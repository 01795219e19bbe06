//! 测试用的内存页面驱动
//!
//! 每个 URL 对应一个假文档；文档和元素的子节点按选择器字符串直接索引，
//! 不实现真正的 CSS 匹配。点击 "Check Answer" 后页面切换到显示答案后的文档。
#![allow(dead_code)]

use std::collections::{HashMap, HashSet};
use std::path::Path;
use std::sync::atomic::{AtomicBool, Ordering};
use std::sync::{Arc, Mutex};
use std::time::Duration;

use examside_scrape::config::Config;
use examside_scrape::error::DriverError;
use examside_scrape::infrastructure::{selectors, DomElement, DriverResult, PageDriver};

pub const BASE_URL: &str = "https://questions.examside.com";

#[derive(Clone, Default)]
pub struct FakeElement {
    text: String,
    html: String,
    attrs: HashMap<String, String>,
    children: Vec<(String, FakeElement)>,
    next_sibling: Option<String>,
    on_click: Option<Arc<AtomicBool>>,
}

impl FakeElement {
    pub fn new() -> Self {
        Self::default()
    }

    pub fn text(mut self, text: &str) -> Self {
        self.text = text.to_string();
        self
    }

    pub fn html(mut self, html: &str) -> Self {
        self.html = html.to_string();
        self
    }

    pub fn attr(mut self, name: &str, value: &str) -> Self {
        self.attrs.insert(name.to_string(), value.to_string());
        self
    }

    pub fn child(mut self, selector: &str, child: FakeElement) -> Self {
        self.children.push((selector.to_string(), child));
        self
    }

    pub fn sibling(mut self, html: &str) -> Self {
        self.next_sibling = Some(html.to_string());
        self
    }

    fn on_click(mut self, flag: Arc<AtomicBool>) -> Self {
        self.on_click = Some(flag);
        self
    }
}

impl DomElement for FakeElement {
    async fn inner_text(&self) -> DriverResult<String> {
        Ok(self.text.clone())
    }

    async fn inner_html(&self) -> DriverResult<String> {
        Ok(self.html.clone())
    }

    async fn attribute(&self, name: &str) -> DriverResult<Option<String>> {
        Ok(self.attrs.get(name).cloned())
    }

    async fn query(&self, selector: &str) -> DriverResult<Option<Self>> {
        Ok(self
            .children
            .iter()
            .find(|(s, _)| s == selector)
            .map(|(_, e)| e.clone()))
    }

    async fn query_all(&self, selector: &str) -> DriverResult<Vec<Self>> {
        Ok(self
            .children
            .iter()
            .filter(|(s, _)| s == selector)
            .map(|(_, e)| e.clone())
            .collect())
    }

    async fn click(&self) -> DriverResult<()> {
        if let Some(flag) = &self.on_click {
            flag.store(true, Ordering::SeqCst);
        }
        Ok(())
    }

    async fn next_sibling_html(&self) -> DriverResult<Option<String>> {
        Ok(self.next_sibling.clone())
    }
}

/// 一个页面：显示答案前后的两个文档
struct FakeDocument {
    before: FakeElement,
    after: Option<FakeElement>,
}

/// 选项
#[derive(Clone, Default)]
pub struct OptionFixture {
    pub label: &'static str,
    pub html: &'static str,
    pub class: Option<&'static str>,
    pub aria_checked: Option<&'static str>,
    pub marker: Option<&'static str>,
    /// 显示答案后选项的 HTML，默认与 `html` 相同
    pub revealed_html: Option<&'static str>,
}

impl OptionFixture {
    pub fn plain(label: &'static str, html: &'static str) -> Self {
        Self {
            label,
            html,
            ..Default::default()
        }
    }
}

/// 题目页面
#[derive(Clone, Default)]
pub struct QuestionFixture {
    pub header: Option<&'static str>,
    pub badge: Option<&'static str>,
    pub body: Option<&'static str>,
    pub options: Vec<OptionFixture>,
    /// 显示答案后题目区域的额外文本
    pub revealed_text: &'static str,
    pub explanation: Option<&'static str>,
    pub reveal_button: bool,
    /// 点击 "Check Answer" 后页面不变化
    pub reveal_ignored: bool,
}

impl QuestionFixture {
    pub fn mcq(badge: &'static str, options: Vec<OptionFixture>) -> Self {
        Self {
            header: Some("JEE Main 2021 (Online) 25th February Morning Shift"),
            badge: Some(badge),
            body: Some("  <p>A particle moves in a circle of radius r.</p>\n"),
            options,
            explanation: Some("Centripetal force"),
            reveal_button: true,
            ..Default::default()
        }
    }

    fn root(&self, revealed: bool) -> FakeElement {
        let mut root = FakeElement::new();
        if let Some(header) = self.header {
            root = root.child(selectors::HEADER, FakeElement::new().text(header));
        }
        if let Some(badge) = self.badge {
            root = root.child(selectors::BADGE, FakeElement::new().text(badge));
        }
        if let Some(body) = self.body {
            root = root.child(selectors::QUESTION_BODY, FakeElement::new().html(body));
        }

        if !self.options.is_empty() {
            let mut options_root = FakeElement::new();
            for option in &self.options {
                let html = match (revealed, option.revealed_html) {
                    (true, Some(html)) => html,
                    _ => option.html,
                };
                let mut el = FakeElement::new()
                    .html(html)
                    .child(
                        selectors::OPTION_LABEL,
                        FakeElement::new().text(&format!(" {} ", option.label.to_uppercase())),
                    );
                if revealed {
                    if let Some(class) = option.class {
                        el = el.attr("class", class);
                    }
                    if let Some(checked) = option.aria_checked {
                        el = el.attr("aria-checked", checked);
                    }
                    if let Some(marker) = option.marker {
                        el = el.child(selectors::OPTION_MARKER, FakeElement::new().text(marker));
                    }
                }
                options_root = options_root.child(selectors::OPTION, el);
            }
            root = root.child(selectors::OPTIONS_ROOT, options_root);
        }

        let body = self.body.unwrap_or_default();
        if revealed {
            root.text(&format!("{}\n{}", body, self.revealed_text))
                .html(&format!("{}<div class=\"answer\">revealed</div>", body))
        } else {
            root.text(body).html(body)
        }
    }

    fn explanation_heading(&self) -> Option<FakeElement> {
        self.explanation.map(|html| {
            FakeElement::new()
                .text("Explanation")
                .sibling(&format!("\n  <p>{}</p>  ", html))
        })
    }
}

/// 内存中的假页面
pub struct FakePage {
    documents: HashMap<String, FakeDocument>,
    failing: HashSet<String>,
    current: Mutex<Option<String>>,
    revealed: Arc<AtomicBool>,
    visits: Mutex<Vec<String>>,
    pauses: Mutex<Vec<Duration>>,
}

impl FakePage {
    pub fn new() -> Self {
        Self {
            documents: HashMap::new(),
            failing: HashSet::new(),
            current: Mutex::new(None),
            revealed: Arc::new(AtomicBool::new(false)),
            visits: Mutex::new(Vec::new()),
            pauses: Mutex::new(Vec::new()),
        }
    }

    /// 章节列表页，`hrefs` 为题目链接
    pub fn with_chapter(mut self, path: &str, hrefs: &[&str]) -> Self {
        let mut doc = FakeElement::new();
        for href in hrefs {
            doc = doc.child(selectors::QUESTION_LINK, FakeElement::new().attr("href", href));
        }
        self.documents.insert(
            absolute(path),
            FakeDocument {
                before: doc,
                after: None,
            },
        );
        self
    }

    pub fn with_question(mut self, path: &str, fixture: &QuestionFixture) -> Self {
        let mut before = FakeElement::new().child(selectors::QUESTION_ROOT, fixture.root(false));

        let after = if fixture.reveal_button {
            let mut button = FakeElement::new().text("Check Answer");
            if !fixture.reveal_ignored {
                button = button.on_click(self.revealed.clone());
            }
            before = before
                .child(selectors::REVEAL_BUTTON, FakeElement::new().text("Bookmark"))
                .child(selectors::REVEAL_BUTTON, button);

            let mut after = FakeElement::new()
                .child(selectors::QUESTION_ROOT, fixture.root(true))
                .child(selectors::EXPLANATION_HEADING, FakeElement::new().text("Options"));
            if let Some(heading) = fixture.explanation_heading() {
                after = after.child(selectors::EXPLANATION_HEADING, heading);
            }
            Some(after)
        } else {
            // 没有按钮的页面直接显示答案
            before = FakeElement::new().child(selectors::QUESTION_ROOT, fixture.root(true));
            if let Some(heading) = fixture.explanation_heading() {
                before = before.child(selectors::EXPLANATION_HEADING, heading);
            }
            None
        };

        self.documents.insert(absolute(path), FakeDocument { before, after });
        self
    }

    /// 一个能打开但永远不出现题目区域的页面
    pub fn with_blank(mut self, path: &str) -> Self {
        self.documents.insert(
            absolute(path),
            FakeDocument {
                before: FakeElement::new(),
                after: None,
            },
        );
        self
    }

    /// 导航到该地址会失败
    pub fn with_failing(mut self, path: &str) -> Self {
        self.failing.insert(absolute(path));
        self
    }

    pub fn visits(&self) -> Vec<String> {
        self.visits.lock().unwrap().clone()
    }

    pub fn pauses(&self) -> Vec<Duration> {
        self.pauses.lock().unwrap().clone()
    }

    fn document(&self) -> Option<FakeElement> {
        let current = self.current.lock().unwrap().clone()?;
        let doc = self.documents.get(&current)?;
        match (&doc.after, self.revealed.load(Ordering::SeqCst)) {
            (Some(after), true) => Some(after.clone()),
            _ => Some(doc.before.clone()),
        }
    }
}

impl PageDriver for FakePage {
    type Element = FakeElement;

    async fn navigate(&self, url: &str, _timeout: Duration) -> DriverResult<()> {
        self.visits.lock().unwrap().push(url.to_string());
        if self.failing.contains(url) {
            return Err(DriverError::Navigation {
                url: url.to_string(),
                reason: "net::ERR_CONNECTION_RESET".to_string(),
            });
        }
        if !self.documents.contains_key(url) {
            return Err(DriverError::Navigation {
                url: url.to_string(),
                reason: "404".to_string(),
            });
        }
        *self.current.lock().unwrap() = Some(url.to_string());
        self.revealed.store(false, Ordering::SeqCst);
        Ok(())
    }

    async fn wait_for_selector(&self, selector: &str, timeout: Duration) -> DriverResult<FakeElement> {
        self.query(selector).await?.ok_or_else(|| DriverError::Timeout {
            selector: selector.to_string(),
            timeout,
        })
    }

    async fn query(&self, selector: &str) -> DriverResult<Option<FakeElement>> {
        match self.document() {
            Some(doc) => doc.query(selector).await,
            None => Ok(None),
        }
    }

    async fn query_all(&self, selector: &str) -> DriverResult<Vec<FakeElement>> {
        match self.document() {
            Some(doc) => doc.query_all(selector).await,
            None => Ok(Vec::new()),
        }
    }

    async fn pause(&self, duration: Duration) {
        self.pauses.lock().unwrap().push(duration);
        tokio::task::yield_now().await;
    }
}

pub fn absolute(path: &str) -> String {
    format!("{}{}", BASE_URL, path)
}

/// 输出到临时目录的测试配置
pub fn test_config(dir: &Path) -> Config {
    Config {
        base_url: BASE_URL.to_string(),
        output_dir: dir.join("data"),
        failed_log_file: dir.join("failed.txt").to_string_lossy().to_string(),
        output_log_file: dir.join("output.txt").to_string_lossy().to_string(),
        reveal_timeout_ms: 300,
        settle_delay_ms: 0,
        ..Config::default()
    }
}
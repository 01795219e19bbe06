//! # Examside Scrape
//!
//! 用无头浏览器抓取题库网站的历年真题，每道题输出一个 JSON 文件
//!
//! ## 架构设计
//!
//! ### ① 基础设施层（Infrastructure）
//! - `browser/` - 启动或连接浏览器、请求拦截、会话释放
//! - `infrastructure/` - `PageDriver` / `DomElement` 能力抽象及 chromiumoxide 实现
//!
//! ### ② 业务能力层（Services / Parsing）
//! - `parsing/` - 章节路径、标识符、考试信息的纯文本解析
//! - `services/` - 题型识别与答案提取、记录写入、失败记录
//!
//! ### ③ 流程层（Workflow）
//! - `QuestionBuilder` - 一个题目页面 → 一条 `QuestionRecord`
//!
//! ### ④ 编排层（Orchestration）
//! - `orchestrator/batch_processor` - 顺序遍历章节，持有浏览器会话
//! - `orchestrator/chapter_processor` - 发现题目链接，逐题处理并写文件
//!
//! ## 模块结构

pub mod browser;
pub mod config;
pub mod error;
pub mod infrastructure;
pub mod models;
pub mod orchestrator;
pub mod parsing;
pub mod services;
pub mod utils;
pub mod workflow;

// 重新导出常用类型
pub use browser::BrowserSession;
pub use config::Config;
pub use error::{ConfigError, DriverError, Result, ScrapeError};
pub use infrastructure::{ChromePage, DomElement, PageDriver};
pub use models::{Answer, ChapterRef, QuestionMetadata, QuestionOption, QuestionRecord, QuestionType};
pub use orchestrator::{process_all_chapters, App, ChapterProcessor, ChapterStats, RunStats};
pub use workflow::{QuestionBuilder, QuestionCtx};
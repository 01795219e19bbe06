//! 请求拦截
//!
//! 屏蔽体积大、对抓取无用的第三方脚本（例如 CDN 上的 MathJax），
//! 减少页面加载时间。

use chromiumoxide::cdp::browser_protocol::fetch::{
    ContinueRequestParams, EnableParams, EventRequestPaused, FailRequestParams, RequestPattern,
};
use chromiumoxide::cdp::browser_protocol::network::ErrorReason;
use chromiumoxide::Page;
use futures::StreamExt;
use serde::Deserialize;
use tokio::task::JoinHandle;
use tracing::{debug, warn};

/// 屏蔽规则
///
/// URL（小写）包含 `keyword`，并且包含 `hosts` 中任意一项时屏蔽；
/// `hosts` 为空时只看 `keyword`。
#[derive(Clone, Debug, PartialEq, Eq, Deserialize)]
pub struct BlockRule {
    pub keyword: String,
    #[serde(default)]
    pub hosts: Vec<String>,
}

impl BlockRule {
    pub fn mathjax_cdn() -> Self {
        Self {
            keyword: "mathjax".to_string(),
            hosts: vec!["cdn.jsdelivr.net".to_string(), "cdnjs".to_string()],
        }
    }

    fn matches(&self, url_lower: &str) -> bool {
        url_lower.contains(&self.keyword.to_lowercase())
            && (self.hosts.is_empty()
                || self
                    .hosts
                    .iter()
                    .any(|host| url_lower.contains(&host.to_lowercase())))
    }
}

/// 无状态的请求过滤器
#[derive(Clone, Debug, Default)]
pub struct RequestFilter {
    rules: Vec<BlockRule>,
}

impl RequestFilter {
    pub fn new(rules: Vec<BlockRule>) -> Self {
        Self { rules }
    }

    pub fn is_empty(&self) -> bool {
        self.rules.is_empty()
    }

    pub fn should_block(&self, url: &str) -> bool {
        let url_lower = url.to_lowercase();
        self.rules.iter().any(|rule| rule.matches(&url_lower))
    }
}

/// 在页面上启用请求拦截
///
/// 返回处理拦截事件的后台任务，页面关闭后任务自然结束。
pub async fn install_request_filter(page: &Page, filter: RequestFilter) -> anyhow::Result<JoinHandle<()>> {
    // 先订阅再启用，避免漏掉第一批请求
    let mut paused = page.event_listener::<EventRequestPaused>().await?;
    page.execute(
        EnableParams::builder()
            .pattern(RequestPattern::builder().url_pattern("*").build())
            .build(),
    )
    .await?;

    let page = page.clone();
    let handle = tokio::spawn(async move {
        while let Some(event) = paused.next().await {
            let url = &event.request.url;
            let result = if filter.should_block(url) {
                debug!("🚫 屏蔽请求: {}", url);
                page.execute(FailRequestParams::new(
                    event.request_id.clone(),
                    ErrorReason::BlockedByClient,
                ))
                .await
                .map(|_| ())
            } else {
                page.execute(ContinueRequestParams::new(event.request_id.clone()))
                    .await
                    .map(|_| ())
            };

            if let Err(e) = result {
                warn!("处理拦截请求失败 ({}): {}", url, e);
            }
        }
    });

    Ok(handle)
}
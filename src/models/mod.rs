pub mod chapter;
pub mod record;

pub use chapter::ChapterRef;
pub use record::{Answer, Marks, QuestionMetadata, QuestionOption, QuestionRecord, QuestionType, SOURCE};
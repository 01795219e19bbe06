/// 把任意文本转换为只含小写 ASCII 字母和数字的标识符
///
/// 用于生成记录 ID 和文件名，例如 `"Circular Motion"` → `"circularmotion"`。
pub fn normalize_id(text: &str) -> String {
    text.chars()
        .flat_map(char::to_lowercase)
        .filter(|c| c.is_ascii_lowercase() || c.is_ascii_digit())
        .collect()
}
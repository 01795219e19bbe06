pub mod chrome;
pub mod driver;
pub mod selectors;

pub use chrome::{ChromeElement, ChromePage};
pub use driver::{find_by_text, DomElement, DriverResult, PageDriver};
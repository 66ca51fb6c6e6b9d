// Copyright 2025 the likeviz Authors
// SPDX-License-Identifier: Apache-2.0 OR MIT

//! Rectangle mark generation.

use kurbo::Rect;
use likeviz_core::{Mark, MarkId};
use peniko::Brush;

use crate::axis::StrokeStyle;

/// A rectangle mark spec.
#[derive(Clone, Debug)]
pub struct RectMarkSpec {
    /// Stable mark id.
    pub id: MarkId,
    /// Rectangle geometry in scene coordinates.
    pub rect: Rect,
    /// Fill paint.
    pub fill: Brush,
    /// Optional outline.
    pub stroke: Option<StrokeStyle>,
    /// Rendering order hint.
    pub z_index: i32,
}

impl RectMarkSpec {
    /// Creates a new unstroked rectangle mark spec.
    pub fn new(id: MarkId, rect: Rect) -> Self {
        Self {
            id,
            rect,
            fill: Brush::default(),
            stroke: None,
            z_index: crate::z_order::SERIES_FILL,
        }
    }

    /// Sets the fill paint.
    pub fn with_fill(mut self, fill: impl Into<Brush>) -> Self {
        self.fill = fill.into();
        self
    }

    /// Sets the outline.
    pub fn with_stroke(mut self, stroke: StrokeStyle) -> Self {
        self.stroke = Some(stroke);
        self
    }

    /// Sets the z-index used for render ordering.
    pub fn with_z_index(mut self, z_index: i32) -> Self {
        self.z_index = z_index;
        self
    }

    /// Generates the mark.
    pub fn mark(&self) -> Mark {
        let builder = Mark::builder(self.id)
            .rect()
            .z_index(self.z_index)
            .bounds(self.rect)
            .fill(self.fill.clone());
        match &self.stroke {
            Some(s) => builder.stroke(s.brush.clone(), s.stroke_width),
            None => builder,
        }
        .build()
    }
}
_ _ _ _ _
Go to the line with "use crate::axis::StrokeStyle;" in the entries above and repeat every line from there through the line with "unstroked rectangle mark spec.", exactly and with no other text.

● Completed task
use crate::axis::StrokeStyle;

/// A rectangle mark spec.
#[derive(Clone, Debug)]
pub struct RectMarkSpec {
    /// Stable mark id.
    pub id: MarkId,
    /// Rectangle geometry in scene coordinates.
    pub rect: Rect,
    /// Fill paint.
    pub fill: Brush,
    /// Optional outline.
    pub stroke: Option<StrokeStyle>,
    /// Rendering order hint.
    pub z_index: i32,
}

impl RectMarkSpec {
    /// Creates a new unstroked rectangle mark spec.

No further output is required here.